Not long ago, when I was examining the design of some hospital information systems that track “workflow” (or “who did what when”), I realized that in cases where several patients were showing signs of a hospital-acquired infection, our system logs could be used to backtrack, and identify the places, staff, and equipment contacted by all of the patients. By looking at these common experiences, investigators could identify the source of the infection. Once known, infection control specialists could stop further infections. But when the marketing staff of the company I was working for suggested the idea to several hospitals, they learned that the hospitals were worried that the report would be discoverable by a malpractice attorney acting for any of the patients. So the hospitals turned down the idea. In other words, they would rather not know where their hospital’s infections originate—because they don’t want other people to know.

But fear of litigation is not the only obstacle to tracking and discussing errors. There also is the unfortunate fact that the culture of medicine still insists that doctors are supposed to be infallible. Put it this way: pilots use checklists every time they fly, but I encounter a lot of physicians who don’t want to check a reference book in my presence—even though I tell them that it reassures me to see them look something up.

The notion that the chief surgeon must be all-knowing intimidates other doctors and nurses, which explains why they don’t speak up, even as they witness a catastrophe unfold. Here again, the aviation industry’s Crew Resource Management (CRM) offers a useful counter-example. Aviation safety people encourage other crew member to speak out when they see a potential safety hazard. CRM failed when Air Florida 90 hit a highway bridge and then crashed into the Potomac. The voice recorder shows the copilot suspected they didn't have adequate takeoff speed. Had he been more assertive, the captain might have aborted the takeoff and a lot of people might not have died.

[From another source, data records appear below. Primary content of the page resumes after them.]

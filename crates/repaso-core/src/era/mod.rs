//! Era domain module.
//!
//! Contains the Era/Theme/Subtopic/Proposition entity tree, its aggregate
//! counters, and the era lifecycle transitions (close/reopen/rename).
//!
//! # Module Structure
//!
//! - `model`: the entity tree types and their mutation helpers
//! - `lifecycle`: close/reopen/rename transitions on `AppState`

mod lifecycle;
mod model;

// Re-export public API
pub use model::{
    AudioClip, Era, EraSummary, Proposition, PropositionKind, Subtopic, Theme, EXTERNAL_THEME_ID,
    EXTERNAL_THEME_NAME, SHARED_THEME_ID, SHARED_THEME_NAME,
};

By contrast, United Flight 232 made a controlled crash landing in Sioux City, Iowa, after a total hydraulic failure. Other test pilots, knowing what the real crew faced, tried the situation in a simulator, and almost all crashed fatally in a very short time. The real crew essentially kept an unflyable DC-10 in the air for around 45 minutes. 111 people died and 185 lived, but it was amazing anyone lived. The crew distributed workload so while one pilot was physically flying and focused on that, others were planning the next step. Anyone with a good idea voiced it immediately.

Hospitals need to adopt CRM’s code. Just one example: in an operating room, any member of the team that has the slightest suspicion that the doctor is operating on the wrong limb should speak out loudly. But that doesn’t always happen.

Finally, hospitals hide their mistakes because, in our market-based system, they worry about losing market share if they begin admitting to botched operations. A five-country survey of hospitals in the U.S., the UK, Australia, Canada and New Zealand published in Health Affairs in 2004 revealed that hospitals in the U.S. and Australia were most opposed to public disclosure of medical error, infection, and mortality rates. It is probably not a coincidence that these were the two countries where loss of patients to competition was a major concern—along with malpractice costs.